Macky Sall s'évite un scénario kamikaze
Il n'y a aucun mérite pour le président sénégalais qui a mis fin au long suspens en annonçant enfin qu'il respectera la constitution.
Il ne faut pas se tromper: le mérite au Sénégal est celui des jeunes dont certains ont déposé à jamais leurs vies sur les trottoirs de Dakar pour rejeter la perspective d’un troisième mandat du président Macky Sall.
Applaudir Macky Sall, qui a été forcé à respecter la constitution qu’il voulait violer, c’est gaspiller l’occasion d’intégrer un enseignement capital—le temps des timoniers qui se confondent à l’Etat et qui rêvent de Presidence à vie est de plus en plus révolu sur le continent.
Sall ne saurait transformer sa déroute en triomphe en prétendant qu’il n’était jamais revenu sur sa promesse de 2019 de s’en tenir aux termes de la constitution.
Après avoir mûrement réfléchi, dit-il, il ne veut pas de troisième mandat.
Pourquoi avait-il besoin de réfléchir pour se conformer au texte fondamental qui est assez clair sur le caractère impossible des trois mandats consécutifs? Qu’est-ce qui a fait longuement réfléchir au président?

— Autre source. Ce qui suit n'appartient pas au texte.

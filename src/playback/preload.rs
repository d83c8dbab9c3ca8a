use crate::video::{MediaElement, PreloadHint};

/// Keeps off-screen slots on metadata-only buffering and switches a slot to
/// full buffering the first time it comes within the preload margin.
#[derive(Debug)]
pub struct PreloadStrategy {
    hint: PreloadHint,
}

impl Default for PreloadStrategy {
    fn default() -> Self {
        Self {
            hint: PreloadHint::Metadata,
        }
    }
}

impl PreloadStrategy {
    /// Applies the initial hint to a freshly mounted element.
    pub fn attach<M: MediaElement>(element: &mut M) -> Self {
        let strategy = Self::default();
        element.set_preload(strategy.hint);
        strategy
    }

    pub fn hint(&self) -> PreloadHint {
        self.hint
    }

    /// Returns true only on the call that performed the upgrade.
    pub fn on_ratio<M: MediaElement>(&mut self, ratio: f64, element: &mut M) -> bool {
        if ratio <= 0.0 || self.hint == PreloadHint::Auto {
            return false;
        }
        self.hint = PreloadHint::Auto;
        element.set_preload(PreloadHint::Auto);
        true
    }
}
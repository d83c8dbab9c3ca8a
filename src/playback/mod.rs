pub mod arbiter;
pub mod controller;
pub mod executor;
pub mod frame;
pub mod intent;
pub mod preload;
pub mod visibility;


pub use arbiter::*;
pub use controller::*;
pub use executor::*;
pub use frame::*;
pub use intent::*;
pub use preload::*;
pub use visibility::*;
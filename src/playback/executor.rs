// =============================================================================
// PLAYBACK EXECUTOR
// =============================================================================
//
// Issues the native play/pause calls for one slot.
//
// - At most one play attempt is in flight. Further play() calls while one is
//   pending are dropped, not queued.
// - An attempt on an element that has not buffered enough waits for the
//   ready signal, but never longer than the ready timeout; after that the
//   native play is issued anyway.
// - Settlements are matched by attempt id. Anything that does not match the
//   current attempt (it was paused away, or the slot was torn down) is
//   ignored.
//
// =============================================================================

use std::time::{Duration, Instant};

use crate::core::PlaybackError;
use crate::playback::{Origin, IntentTracker, PlaybackPhase};
use crate::video::{AttemptId, MediaElement, PlayRejection, SlotId};

#[derive(Debug, Clone, Copy, PartialEq)]
enum AttemptPhase {
    WaitingReady { deadline: Instant },
    Requested,
}

#[derive(Debug, Clone, Copy, PartialEq)]
struct InFlight {
    id: AttemptId,
    origin: Origin,
    phase: AttemptPhase,
}

/// What a call to `play` did.
#[derive(Debug, Clone, Copy, PartialEq, Eq)]
pub enum PlayStart {
    /// Native play issued right away
    Issued(AttemptId),
    /// Holding until the element is ready or the timeout passes
    WaitingReady(AttemptId),
    AlreadyPlaying,
    AlreadyPending(AttemptId),
}

/// What a settlement did to the slot.
#[derive(Debug, Clone, PartialEq)]
pub enum Settlement {
    Started,
    Failed(PlaybackError),
    /// Not the current attempt; nothing changed
    Stale,
}

#[derive(Debug)]
pub struct PlaybackExecutor {
    id: SlotId,
    ready_timeout: Duration,
    playing: bool,
    in_flight: Option<InFlight>,
    next_attempt: u64,
    last_error: Option<PlaybackError>,
}

impl PlaybackExecutor {
    pub fn new(id: SlotId, ready_timeout: Duration) -> Self {
        Self {
            id,
            ready_timeout,
            playing: false,
            in_flight: None,
            next_attempt: 0,
            last_error: None,
        }
    }

    pub fn phase(&self) -> PlaybackPhase {
        if self.playing {
            PlaybackPhase::Playing
        } else if self.in_flight.is_some() {
            PlaybackPhase::AttemptingPlay
        } else {
            PlaybackPhase::Paused
        }
    }

    pub fn is_playing(&self) -> bool {
        self.playing
    }

    pub fn pending_attempt(&self) -> Option<AttemptId> {
        self.in_flight.map(|attempt| attempt.id)
    }

    pub fn is_waiting_ready(&self) -> bool {
        matches!(
            self.in_flight,
            Some(InFlight { phase: AttemptPhase::WaitingReady { .. }, .. })
        )
    }

    /// Most recent playback failure, expected or not. Informational only.
    pub fn last_error(&self) -> Option<&PlaybackError> {
        self.last_error.as_ref()
    }

    pub fn play<M: MediaElement>(
        &mut self,
        element: &mut M,
        intent: &mut IntentTracker,
        origin: Origin,
        now: Instant,
    ) -> PlayStart {
        if self.playing {
            return PlayStart::AlreadyPlaying;
        }
        if let Some(attempt) = self.in_flight {
            log::debug!("{}: play already pending ({:?}), ignoring", self.id, attempt.id);
            return PlayStart::AlreadyPending(attempt.id);
        }

        self.next_attempt += 1;
        let id = AttemptId(self.next_attempt);

        if element.is_ready() {
            self.in_flight = Some(InFlight { id, origin, phase: AttemptPhase::Requested });
            self.issue(element, intent);
            PlayStart::Issued(id)
        } else {
            let deadline = now + self.ready_timeout;
            log::debug!("{}: waiting up to {:?} for media to buffer", self.id, self.ready_timeout);
            self.in_flight = Some(InFlight {
                id,
                origin,
                phase: AttemptPhase::WaitingReady { deadline },
            });
            PlayStart::WaitingReady(id)
        }
    }

    /// The element reported it can play; release a waiting attempt.
    pub fn on_ready<M: MediaElement>(&mut self, element: &mut M, intent: &mut IntentTracker) -> Option<AttemptId> {
        if !self.is_waiting_ready() {
            return None;
        }
        self.issue(element, intent)
    }

    /// Releases a waiting attempt once its deadline has passed.
    pub fn tick<M: MediaElement>(&mut self, element: &mut M, intent: &mut IntentTracker, now: Instant) -> Option<AttemptId> {
        match self.in_flight {
            Some(InFlight { phase: AttemptPhase::WaitingReady { deadline }, .. }) if now >= deadline => {
                log::debug!("{}: media still not ready after {:?}, trying anyway", self.id, self.ready_timeout);
                self.issue(element, intent)
            }
            _ => None,
        }
    }

    pub fn settle(
        &mut self,
        attempt: AttemptId,
        result: Result<(), PlayRejection>,
        intent: &mut IntentTracker,
    ) -> Settlement {
        // Whatever happens below, this request's notification is either in
        // already or never coming
        intent.settle_play(attempt);

        match self.in_flight {
            Some(current) if current.id == attempt && current.phase == AttemptPhase::Requested => {}
            _ => {
                log::debug!("{}: ignoring settlement of stale attempt {:?}", self.id, attempt);
                return Settlement::Stale;
            }
        }
        self.in_flight = None;

        match result {
            Ok(()) => {
                log::debug!("{}: playing ({:?})", self.id, attempt);
                self.playing = true;
                self.last_error = None;
                Settlement::Started
            }
            Err(rejection) => {
                self.playing = false;

                let error = rejection.classify();
                if error.is_expected() {
                    log::debug!("{}: {}", self.id, error);
                } else {
                    log::warn!("{}: {}", self.id, error);
                }
                self.last_error = Some(error.clone());
                Settlement::Failed(error)
            }
        }
    }

    /// Returns false when already paused with nothing in flight; no native
    /// call is made in that case.
    pub fn pause<M: MediaElement>(&mut self, element: &mut M, intent: &mut IntentTracker, origin: Origin) -> bool {
        let attempt = self.in_flight.take();
        if !self.playing && attempt.is_none() {
            return false;
        }

        if let Some(attempt) = attempt {
            log::debug!("{}: abandoning play attempt {:?}", self.id, attempt.id);
            // Nothing was sent to the element yet, so there is nothing to pause
            if !self.playing && matches!(attempt.phase, AttemptPhase::WaitingReady { .. }) {
                return true;
            }
        }

        self.playing = false;
        intent.begin_pause(origin);
        element.pause();
        true
    }

    /// The element started playing without going through `play`, e.g. its
    /// own controls.
    pub fn sync_playing(&mut self) {
        if self.in_flight.is_none() {
            self.playing = true;
        }
    }

    /// The element paused without going through `pause`.
    pub fn sync_paused(&mut self) {
        self.playing = false;
        self.in_flight = None;
    }

    /// Teardown: drop the pending attempt without touching the element.
    pub fn abandon(&mut self) {
        if let Some(attempt) = self.in_flight.take() {
            log::debug!("{}: abandoning attempt {:?} on teardown", self.id, attempt.id);
        }
    }

    fn issue<M: MediaElement>(&mut self, element: &mut M, intent: &mut IntentTracker) -> Option<AttemptId> {
        let attempt = self.in_flight.as_mut()?;
        attempt.phase = AttemptPhase::Requested;
        intent.begin_play(attempt.id, attempt.origin);
        element.play(attempt.id);
        Some(attempt.id)
    }
}
use std::borrow::Cow;
use std::io::{self, BufRead};

use tracing::{debug, info};

use crate::error::Result;
use crate::input::parse_command;
use crate::model::task_list::TaskList;
use crate::repository::TaskStore;
use crate::service::dto::Response;
use crate::ui::{BufferUi, Ui};

/// Owns the task list for one run of the program and answers input lines
/// against it. Front ends only supply input and an output sink.
pub struct Session<S: TaskStore> {
    store: S,
    tasks: TaskList,
    should_exit: bool,
}

impl<S: TaskStore> Session<S> {
    pub fn new(store: S) -> Self {
        let tasks = TaskList::from(store.load());
        info!(count = tasks.len(), "session started");
        Self {
            store,
            tasks,
            should_exit: false,
        }
    }

    pub fn tasks(&self) -> &TaskList {
        &self.tasks
    }

    pub fn store(&self) -> &S {
        &self.store
    }

    /// Whether the last handled line was `bye`.
    pub fn is_exit(&self) -> bool {
        self.should_exit
    }

    pub fn welcome(&self) -> String {
        let mut ui = BufferUi::new();
        ui.show_welcome();
        ui.take_output()
    }

    /// Parses and executes one line, writing the reply (or the error) to `ui`.
    /// Returns true when the caller should stop reading input.
    pub fn handle<U: Ui + ?Sized>(&mut self, input: &str, ui: &mut U) -> bool {
        match self.dispatch(input, ui) {
            Ok(exit) => self.should_exit = exit,
            Err(err) => {
                debug!(error = %err, "command rejected");
                self.should_exit = false;
                ui.show_error(&err.to_string());
            }
        }
        self.should_exit
    }

    pub fn respond(&mut self, input: &str) -> Response {
        let mut ui = BufferUi::new();
        let exit = self.handle(input, &mut ui);
        Response {
            output: ui.take_output(),
            exit,
            task_count: self.tasks.len(),
        }
    }

    /// Console loop: welcome, then one reply per line, each followed by a
    /// separator, until `bye` or end of input.
    ///
    /// Bytes that are not UTF-8 become U+FFFD; only a failing reader ends the
    /// loop early.
    pub fn run<R: BufRead, U: Ui + ?Sized>(&mut self, mut input: R, ui: &mut U) -> io::Result<()> {
        ui.show_welcome();
        let mut raw = Vec::new();
        loop {
            raw.clear();
            if input.read_until(b'\n', &mut raw)? == 0 {
                break;
            }
            let text = String::from_utf8_lossy(&raw);
            if let Cow::Owned(_) = text {
                debug!("replaced invalid UTF-8 in input line");
            }
            let line = text.trim_end_matches(['\n', '\r']);
            let exit = self.handle(line, ui);
            ui.show_separator();
            if exit {
                break;
            }
        }
        Ok(())
    }

    fn dispatch<U: Ui + ?Sized>(&mut self, input: &str, ui: &mut U) -> Result<bool> {
        let command = parse_command(input)?;
        command.execute(&mut self.tasks, ui, &self.store)?;
        Ok(command.is_exit())
    }
}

Nous le savons: c’est la détermination de la jeunesse sénégalaise à lui faire barrage.
Sans le rugissement de la rue sénégalaise, Sall était parti pour l’exécution d’un scénario à la Alassane Ouattara.
Maintenant qu’il s’incline devant la révolte de la jeunesse sénégalaise, il tente de reprendre du poil de la bête, en essayant de nous faire comprendre qu’on lui prêtait faussement des intentions.
Non. Encore une fois, M. Sall—si vous n’aviez jamais eu l’intention de briguer un troisième mandat—à quoi a servi cette réflexion que vous avez longuement mûrie?
Personne ne vous prêtait faussement quelques intentions; vous nourrissiez bien l’intention de rebelotter et vous avez été frustré par la rue.
Chapeau au peuple sénégalais: En imposant le recul à Sall, il nous prouve encore une fois que la tyrannie à la tête de nos États n’est pas une fatalité.
Autrement dit, chaque peuple a une marge de manœuvre dans la conduite de son destin.
Le président ne mérite quelque salut de triomphe. Son bégaiement inutile a coûté des vies. Il peut se féliciter de s’être évité un scénario kamikaze.
Je veux dire, insister et échouer au bout du compte face au peuple debout aurait signifié une vie de sérieux ennuis—probablement l’exil—après la présidence.
C’est l’instinct de préservation qui a prévalu chez Macky Sall, et non la raison qu’il refusait d’entendre.
Chapeau au peuple sénégalais. Merci pour la leçon renouvelée: quand on refuse, on dit non. L’on n’est victime que par résignation—le lot de tous ceux qui refusent tout en acquiesçant.